Saved entries:
//! Command-line Options
//!
//! Simulations declare their options as data. The sets contributed along a
//! specialization chain are merged into one [`OptionSet`], which rejects
//! duplicate names and is parsed with a `clap` command built at runtime.

use std::ffi::OsString;

use clap::builder::PossibleValuesParser;
use clap::parser::ValueSource;
use clap::{Arg, ArgAction, ArgMatches, Command};
use sim_agents::{Params, Value};

use crate::error::ConfigurationError;

/// Value type of an option.
#[derive(Debug, Clone, Copy, PartialEq, Eq)]
pub enum OptionKind {
    Int,
    Float,
    Str,
    /// Boolean switch, false unless given.
    Flag,
    /// Comma-separated or repeated strings.
    List,
}

impl OptionKind {
    fn accepts_default(self, value: &Value) -> bool {
        match (self, value) {
            (_, Value::Null) => self != OptionKind::Flag,
            (OptionKind::Int, Value::Int(_)) => true,
            (OptionKind::Float, Value::Float(_) | Value::Int(_)) => true,
            (OptionKind::Str, Value::Str(_)) => true,
            (OptionKind::Flag, Value::Bool(_)) => true,
            (OptionKind::List, Value::List(_)) => true,
            _ => false,
        }
    }
}

/// One declared option: `(short, long, {default, type, dest, help})`.
#[derive(Debug, Clone, PartialEq)]
pub struct OptionSpec {
    pub short: Option<char>,
    pub long: String,
    pub kind: OptionKind,
    pub default: Value,
    /// Parameter name the value is stored under.
    pub dest: String,
    pub help: String,
    pub choices: Vec<String>,
}

impl OptionSpec {
    /// `dest` defaults to `long` with dashes turned into underscores.
    pub fn new(long: impl Into<String>, kind: OptionKind) -> Self {
        let long = long.into();
        Self {
            short: None,
            dest: long.replace('-', "_"),
            long,
            kind,
            default: if kind == OptionKind::Flag {
                Value::Bool(false)
            } else {
                Value::Null
            },
            help: String::new(),
            choices: Vec::new(),
        }
    }

    pub fn int(long: impl Into<String>) -> Self {
        Self::new(long, OptionKind::Int)
    }

    pub fn float(long: impl Into<String>) -> Self {
        Self::new(long, OptionKind::Float)
    }

    pub fn string(long: impl Into<String>) -> Self {
        Self::new(long, OptionKind::Str)
    }

    pub fn flag(long: impl Into<String>) -> Self {
        Self::new(long, OptionKind::Flag)
    }

    pub fn list(long: impl Into<String>) -> Self {
        Self::new(long, OptionKind::List)
    }

    pub fn short(mut self, short: char) -> Self {
        self.short = Some(short);
        self
    }

    pub fn default_value(mut self, default: impl Into<Value>) -> Self {
        self.default = default.into();
        self
    }

    pub fn dest(mut self, dest: impl Into<String>) -> Self {
        self.dest = dest.into();
        self
    }

    pub fn help(mut self, help: impl Into<String>) -> Self {
        self.help = help.into();
        self
    }

    pub fn choices<I, S>(mut self, choices: I) -> Self
    where
        I: IntoIterator<Item = S>,
        S: Into<String>,
    {
        self.choices = choices.into_iter().map(Into::into).collect();
        self
    }

    fn malformed(&self, reason: impl Into<String>) -> ConfigurationError {
        ConfigurationError::MalformedOption {
            name: self.long.clone(),
            reason: reason.into(),
        }
    }

    fn validate(&self) -> Result<(), ConfigurationError> {
        let well_formed = !self.long.is_empty()
            && !self.long.starts_with('-')
            && self
                .long
                .chars()
                .all(|c| c.is_ascii_alphanumeric() || c == '-');
        if !well_formed {
            return Err(self.malformed("long names use letters, digits and inner dashes"));
        }
        if self.dest.is_empty() {
            return Err(self.malformed("empty destination"));
        }
        if self.long == "help" || self.short == Some('h') {
            return Err(self.malformed("help is reserved"));
        }
        if let Some(short) = self.short {
            if !short.is_ascii_alphanumeric() {
                return Err(self.malformed(format!("invalid short flag '{short}'")));
            }
        }
        if !self.kind.accepts_default(&self.default) {
            return Err(self.malformed(format!(
                "default {} does not match {:?}",
                self.default, self.kind
            )));
        }
        if !self.choices.is_empty() {
            if self.kind != OptionKind::Str {
                return Err(self.malformed("choices only apply to string options"));
            }
            if let Value::Str(default) = &self.default {
                if !self.choices.contains(default) {
                    return Err(self.malformed(format!("default '{default}' is not a choice")));
                }
            }
        }
        Ok(())
    }

    fn to_arg(&self) -> Arg {
        let mut help = self.help.clone();
        if !matches!(self.default, Value::Null | Value::Bool(false)) {
            help.push_str(&format!(" [default: {}]", self.default));
        }
        let mut arg = Arg::new(self.dest.clone())
            .long(self.long.clone())
            .help(help);
        if let Some(short) = self.short {
            arg = arg.short(short);
        }
        match self.kind {
            OptionKind::Int => arg
                .action(ArgAction::Set)
                .value_name("N")
                .value_parser(clap::value_parser!(i64)),
            OptionKind::Float => arg
                .action(ArgAction::Set)
                .value_name("X")
                .value_parser(clap::value_parser!(f64)),
            OptionKind::Str if self.choices.is_empty() => arg
                .action(ArgAction::Set)
                .value_name("VALUE")
                .value_parser(clap::value_parser!(String)),
            OptionKind::Str => arg
                .action(ArgAction::Set)
                .value_parser(PossibleValuesParser::new(self.choices.clone())),
            OptionKind::Flag => arg.action(ArgAction::SetTrue),
            OptionKind::List => arg
                .action(ArgAction::Append)
                .value_delimiter(',')
                .value_name("ITEM")
                .value_parser(clap::value_parser!(String)),
        }
    }

    /// Value given on the command line, if any.
    fn read(&self, matches: &ArgMatches) -> Option<Value> {
        if matches.value_source(&self.dest) != Some(ValueSource::CommandLine) {
            return None;
        }
        match self.kind {
            OptionKind::Int => matches.get_one::<i64>(&self.dest).map(|v| Value::Int(*v)),
            OptionKind::Float => matches.get_one::<f64>(&self.dest).map(|v| Value::Float(*v)),
            OptionKind::Str => matches
                .get_one::<String>(&self.dest)
                .map(|v| Value::Str(v.clone())),
            OptionKind::Flag => Some(Value::Bool(matches.get_flag(&self.dest))),
            OptionKind::List => matches
                .get_many::<String>(&self.dest)
                .map(|items| Value::List(items.map(|s| Value::Str(s.clone())).collect())),
        }
    }
}

/// Ordered, duplicate-free collection of options.
#[derive(Debug, Clone, Default, PartialEq)]
pub struct OptionSet {
    specs: Vec<OptionSpec>,
}

impl OptionSet {
    pub fn new() -> Self {
        Self::default()
    }

    pub fn from_specs(specs: impl IntoIterator<Item = OptionSpec>) -> Result<Self, ConfigurationError> {
        let mut set = Self::new();
        for spec in specs {
            set.add(spec)?;
        }
        Ok(set)
    }

    /// Adds an option, refusing a long name, short flag, or destination that
    /// is already taken.
    pub fn add(&mut self, spec: OptionSpec) -> Result<(), ConfigurationError> {
        spec.validate()?;
        let clash = self.specs.iter().find(|existing| {
            existing.long == spec.long
                || existing.dest == spec.dest
                || (spec.short.is_some() && existing.short == spec.short)
        });
        if clash.is_some() {
            return Err(ConfigurationError::DuplicateOption(spec.long));
        }
        self.specs.push(spec);
        Ok(())
    }

    /// Appends every option of `other`.
    pub fn extend(&mut self, other: &OptionSet) -> Result<(), ConfigurationError> {
        for spec in &other.specs {
            self.add(spec.clone())?;
        }
        Ok(())
    }

    pub fn get(&self, dest: &str) -> Option<&OptionSpec> {
        self.specs.iter().find(|spec| spec.dest == dest)
    }

    pub fn iter(&self) -> impl Iterator<Item = &OptionSpec> {
        self.specs.iter()
    }

    pub fn len(&self) -> usize {
        self.specs.len()
    }

    pub fn is_empty(&self) -> bool {
        self.specs.is_empty()
    }

    /// Declared defaults, keyed by destination. Options without a default
    /// are left out.
    pub fn defaults(&self) -> Params {
        self.specs
            .iter()
            .filter(|spec| !spec.default.is_null())
            .map(|spec| (spec.dest.clone(), spec.default.clone()))
            .collect()
    }

    pub fn command(&self, name: &str) -> Command {
        Command::new(name.to_string())
            .args(self.specs.iter().map(OptionSpec::to_arg))
    }

    /// Parses `args` (program name first) and returns only the values given
    /// explicitly; defaults are a separate layer.
    pub fn parse_from<I, T>(&self, name: &str, args: I) -> Result<Params, ConfigurationError>
    where
        I: IntoIterator<Item = T>,
        T: Into<OsString> + Clone,
    {
        let matches = self.command(name).try_get_matches_from(args)?;
        Ok(self
            .specs
            .iter()
            .filter_map(|spec| spec.read(&matches).map(|v| (spec.dest.clone(), v)))
            .collect())
    }

    /// Options every simulation understands.
    pub fn baseline() -> Self {
        let specs = [
            OptionSpec::int("steps")
                .short('s')
                .default_value(100)
                .help("Number of ticks before the count-down terminates the run"),
            OptionSpec::int("seed")
                .default_value(42)
                .help("Random seed for reproducibility"),
            OptionSpec::string("config")
                .short('c')
                .help("TOML file with parameter values"),
            OptionSpec::string("graph-type")
                .choices(["sparse", "dense", "directed-sparse", "directed-dense"])
                .default_value("sparse")
                .help("Graph back-end"),
            OptionSpec::int("max-nodes")
                .default_value(10_000)
                .help("Capacity of dense back-ends"),
            OptionSpec::string("serializer")
                .choices(["bincode", "json"])
                .default_value("bincode")
                .help("Encoding of evicted agents"),
            OptionSpec::flag("sync-activator")
                .help("Wait for every activation before the next one"),
            OptionSpec::flag("pipelined")
                .help("Fire ticks without consulting the termination checker"),
            OptionSpec::int("network-size")
                .short('n')
                .dest("starting_network_size")
                .default_value(100)
                .help("Size of the starting population"),
            OptionSpec::string("log-file").help("Write the simulation log to a file"),
            OptionSpec::flag("quiet").short('q').help("Discard the simulation log"),
        ];
        let mut set = Self::new();
        for spec in specs {
            set.specs.push(spec);
        }
        set
    }
}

▶ TASK DETAILS: Lines holding the word "Debug" are the answer; copy each one from the records above.

▶ SOLUTION FOR THIS EXERCISE:
#[derive(Debug, Clone, Copy, PartialEq, Eq)]
#[derive(Debug, Clone, PartialEq)]
#[derive(Debug, Clone, Default, PartialEq)]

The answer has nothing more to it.